§ Work to be completed
Below are some records; print every one of them exactly.

Extracted information section start

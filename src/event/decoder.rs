//! Ingestion event decoder
//!
//! A message body is one of:
//! - a single-object notification `{"bucket", "key", "region"}`
//! - an envelope `{"records": [...]}` (or `"Records"`, as storage notifications
//!   spell it) holding one or more per-object records
//!
//! Either form may arrive wrapped once more as a JSON string by the queue.
//! Per-object records are accepted flat or in the native storage shape
//! `{"awsRegion", "s3": {"bucket": {"name"}, "object": {"key"}}}`.

use serde::Deserialize;
use serde_json::Value;
use thiserror::Error;
use tracing::debug;

use super::types::{ImageReference, InboundMessage, IngestionEvent};

/// Failure to decode one message. Never affects sibling messages.
#[derive(Debug, Clone, PartialEq, Eq, Error)]
pub enum DecodeError {
    #[error("message {message_id}: malformed JSON: {reason}")]
    Malformed { message_id: String, reason: String },

    #[error("message {message_id}: not a storage notification")]
    UnknownShape { message_id: String },

    #[error("message {message_id}: record {index} has no {field}")]
    MissingField {
        message_id: String,
        index: usize,
        field: &'static str,
    },
}

impl DecodeError {
    pub fn message_id(&self) -> &str {
        match self {
            DecodeError::Malformed { message_id, .. }
            | DecodeError::UnknownShape { message_id }
            | DecodeError::MissingField { message_id, .. } => message_id,
        }
    }
}

#[derive(Debug, Deserialize)]
#[serde(untagged)]
enum Notification {
    Envelope(Envelope),
    Single(ObjectRecord),
}

#[derive(Debug, Deserialize)]
struct Envelope {
    #[serde(alias = "Records")]
    records: Vec<ObjectRecord>,
}

#[derive(Debug, Deserialize)]
#[serde(untagged)]
enum ObjectRecord {
    Native(NativeRecord),
    Flat(FlatRecord),
}

#[derive(Debug, Deserialize)]
struct NativeRecord {
    #[serde(rename = "awsRegion")]
    aws_region: Option<String>,
    s3: NativeEntity,
}

#[derive(Debug, Deserialize)]
struct NativeEntity {
    bucket: NativeBucket,
    object: NativeObject,
}

#[derive(Debug, Deserialize)]
struct NativeBucket {
    name: String,
}

#[derive(Debug, Deserialize)]
struct NativeObject {
    key: String,
}

#[derive(Debug, Deserialize)]
struct FlatRecord {
    bucket: Option<String>,
    key: String,
    region: Option<String>,
}

impl ObjectRecord {
    fn into_parts(self) -> (Option<String>, String, Option<String>) {
        match self {
            ObjectRecord::Native(r) => (Some(r.s3.bucket.name), r.s3.object.key, r.aws_region),
            ObjectRecord::Flat(r) => (r.bucket, r.key, r.region),
        }
    }
}

/// Result of decoding one message of a batch
#[derive(Debug, Clone, PartialEq, Eq)]
pub struct DecodedMessage<'a> {
    pub message_id: &'a str,
    pub events: Result<Vec<IngestionEvent>, DecodeError>,
}

/// Stateless decoder from queue messages to ingestion events.
///
/// Bucket and region defaults fill in flat records that omit them.
#[derive(Debug, Clone, Default)]
pub struct EventDecoder {
    default_bucket: Option<String>,
    default_region: Option<String>,
}

impl EventDecoder {
    pub fn new() -> Self {
        Self::default()
    }

    pub fn with_defaults(bucket: Option<String>, region: Option<String>) -> Self {
        Self {
            default_bucket: bucket.filter(|b| !b.is_empty()),
            default_region: region.filter(|r| !r.is_empty()),
        }
    }

    /// Decode a batch lazily, one entry per message, in batch order.
    pub fn decode<'a>(
        &'a self,
        batch: &'a [InboundMessage],
    ) -> impl Iterator<Item = DecodedMessage<'a>> + 'a {
        batch.iter().map(move |message| DecodedMessage {
            message_id: &message.message_id,
            events: self.decode_message(message),
        })
    }

    /// Decode a batch into a flat sequence of events and per-message errors.
    pub fn events<'a>(
        &'a self,
        batch: &'a [InboundMessage],
    ) -> impl Iterator<Item = Result<IngestionEvent, DecodeError>> + 'a {
        self.decode(batch).flat_map(|decoded| match decoded.events {
            Ok(events) => events.into_iter().map(Ok).collect::<Vec<_>>(),
            Err(e) => vec![Err(e)],
        })
    }

    /// Decode a single message body.
    pub fn decode_message(&self, message: &InboundMessage) -> Result<Vec<IngestionEvent>, DecodeError> {
        let message_id = message.message_id.as_str();
        let malformed = |e: serde_json::Error| DecodeError::Malformed {
            message_id: message_id.to_string(),
            reason: e.to_string(),
        };

        let value: Value = serde_json::from_str(&message.body).map_err(malformed)?;

        // Queue wrapping: the document itself arrives as a JSON string
        let value = match value {
            Value::String(inner) => serde_json::from_str::<Value>(&inner).map_err(malformed)?,
            other => other,
        };

        let notification: Notification =
            serde_json::from_value(value).map_err(|_| DecodeError::UnknownShape {
                message_id: message_id.to_string(),
            })?;

        let records = match notification {
            Notification::Envelope(envelope) => envelope.records,
            Notification::Single(record) => vec![record],
        };

        debug!("Message {} carries {} record(s)", message_id, records.len());

        records
            .into_iter()
            .enumerate()
            .map(|(index, record)| self.to_event(message_id, index, record))
            .collect()
    }

    fn to_event(
        &self,
        message_id: &str,
        index: usize,
        record: ObjectRecord,
    ) -> Result<IngestionEvent, DecodeError> {
        let missing = |field| DecodeError::MissingField {
            message_id: message_id.to_string(),
            index,
            field,
        };

        let (bucket, key, region) = record.into_parts();
        let bucket = bucket
            .filter(|b| !b.is_empty())
            .or_else(|| self.default_bucket.clone())
            .ok_or_else(|| missing("bucket"))?;
        let region = region
            .filter(|r| !r.is_empty())
            .or_else(|| self.default_region.clone())
            .ok_or_else(|| missing("region"))?;
        if key.is_empty() {
            return Err(missing("key"));
        }

        Ok(IngestionEvent {
            message_id: message_id.to_string(),
            image: ImageReference { bucket, key, region },
        })
    }
}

Extracted information section end

§ Written response
filename src/event/decoder.rs
//! Ingestion event decoder
//!
//! A message body is one of:
//! - a single-object notification `{"bucket", "key", "region"}`
//! - an envelope `{"records": [...]}` (or `"Records"`, as storage notifications
//!   spell it) holding one or more per-object records
//!
//! Either form may arrive wrapped once more as a JSON string by the queue.
//! Per-object records are accepted flat or in the native storage shape
//! `{"awsRegion", "s3": {"bucket": {"name"}, "object": {"key"}}}`.

use serde::Deserialize;
use serde_json::Value;
use thiserror::Error;
use tracing::debug;

use super::types::{ImageReference, InboundMessage, IngestionEvent};

/// Failure to decode one message. Never affects sibling messages.
#[derive(Debug, Clone, PartialEq, Eq, Error)]
pub enum DecodeError {
    #[error("message {message_id}: malformed JSON: {reason}")]
    Malformed { message_id: String, reason: String },

    #[error("message {message_id}: not a storage notification")]
    UnknownShape { message_id: String },

    #[error("message {message_id}: record {index} has no {field}")]
    MissingField {
        message_id: String,
        index: usize,
        field: &'static str,
    },
}

impl DecodeError {
    pub fn message_id(&self) -> &str {
        match self {
            DecodeError::Malformed { message_id, .. }
            | DecodeError::UnknownShape { message_id }
            | DecodeError::MissingField { message_id, .. } => message_id,
        }
    }
}

#[derive(Debug, Deserialize)]
#[serde(untagged)]
enum Notification {
    Envelope(Envelope),
    Single(ObjectRecord),
}

#[derive(Debug, Deserialize)]
struct Envelope {
    #[serde(alias = "Records")]
    records: Vec<ObjectRecord>,
}

#[derive(Debug, Deserialize)]
#[serde(untagged)]
enum ObjectRecord {
    Native(NativeRecord),
    Flat(FlatRecord),
}

#[derive(Debug, Deserialize)]
struct NativeRecord {
    #[serde(rename = "awsRegion")]
    aws_region: Option<String>,
    s3: NativeEntity,
}

#[derive(Debug, Deserialize)]
struct NativeEntity {
    bucket: NativeBucket,
    object: NativeObject,
}

#[derive(Debug, Deserialize)]
struct NativeBucket {
    name: String,
}

#[derive(Debug, Deserialize)]
struct NativeObject {
    key: String,
}

#[derive(Debug, Deserialize)]
struct FlatRecord {
    bucket: Option<String>,
    key: String,
    region: Option<String>,
}

impl ObjectRecord {
    fn into_parts(self) -> (Option<String>, String, Option<String>) {
        match self {
            ObjectRecord::Native(r) => (Some(r.s3.bucket.name), r.s3.object.key, r.aws_region),
            ObjectRecord::Flat(r) => (r.bucket, r.key, r.region),
        }
    }
}

/// Result of decoding one message of a batch
#[derive(Debug, Clone, PartialEq, Eq)]
pub struct DecodedMessage<'a> {
    pub message_id: &'a str,
    pub events: Result<Vec<IngestionEvent>, DecodeError>,
}

/// Stateless decoder from queue messages to ingestion events.
///
/// Bucket and region defaults fill in flat records that omit them.
#[derive(Debug, Clone, Default)]
pub struct EventDecoder {
    default_bucket: Option<String>,
    default_region: Option<String>,
}

impl EventDecoder {
    pub fn new() -> Self {
        Self::default()
    }

    pub fn with_defaults(bucket: Option<String>, region: Option<String>) -> Self {
        Self {
            default_bucket: bucket.filter(|b| !b.is_empty()),
            default_region: region.filter(|r| !r.is_empty()),
        }
    }

    /// Decode a batch lazily, one entry per message, in batch order.
    pub fn decode<'a>(
        &'a self,
        batch: &'a [InboundMessage],
    ) -> impl Iterator<Item = DecodedMessage<'a>> + 'a {
        batch.iter().map(move |message| DecodedMessage {
            message_id: &message.message_id,
            events: self.decode_message(message),
        })
    }

    /// Decode a batch into a flat sequence of events and per-message errors.
    pub fn events<'a>(
        &'a self,
        batch: &'a [InboundMessage],
    ) -> impl Iterator<Item = Result<IngestionEvent, DecodeError>> + 'a {
        self.decode(batch).flat_map(|decoded| match decoded.events {
            Ok(events) => events.into_iter().map(Ok).collect::<Vec<_>>(),
            Err(e) => vec![Err(e)],
        })
    }

    /// Decode a single message body.
    pub fn decode_message(&self, message: &InboundMessage) -> Result<Vec<IngestionEvent>, DecodeError> {
        let message_id = message.message_id.as_str();
        let malformed = |e: serde_json::Error| DecodeError::Malformed {
            message_id: message_id.to_string(),
            reason: e.to_string(),
        };

        let value: Value = serde_json::from_str(&message.body).map_err(malformed)?;

        // Queue wrapping: the document itself arrives as a JSON string
        let value = match value {
            Value::String(inner) => serde_json::from_str::<Value>(&inner).map_err(malformed)?,
            other => other,
        };

        let notification: Notification =
            serde_json::from_value(value).map_err(|_| DecodeError::UnknownShape {
                message_id: message_id.to_string(),
            })?;

        let records = match notification {
            Notification::Envelope(envelope) => envelope.records,
            Notification::Single(record) => vec![record],
        };

        debug!("Message {} carries {} record(s)", message_id, records.len());

        records
            .into_iter()
            .enumerate()
            .map(|(index, record)| self.to_event(message_id, index, record))
            .collect()
    }

    fn to_event(
        &self,
        message_id: &str,
        index: usize,
        record: ObjectRecord,
    ) -> Result<IngestionEvent, DecodeError> {
        let missing = |field| DecodeError::MissingField {
            message_id: message_id.to_string(),
            index,
            field,
        };

        let (bucket, key, region) = record.into_parts();
        let bucket = bucket
            .filter(|b| !b.is_empty())
            .or_else(|| self.default_bucket.clone())
            .ok_or_else(|| missing("bucket"))?;
        let region = region
            .filter(|r| !r.is_empty())
            .or_else(|| self.default_region.clone())
            .ok_or_else(|| missing("region"))?;
        if key.is_empty() {
            return Err(missing("key"));
        }

        Ok(IngestionEvent {
            message_id: message_id.to_string(),
            image: ImageReference { bucket, key, region },
        })
    }
}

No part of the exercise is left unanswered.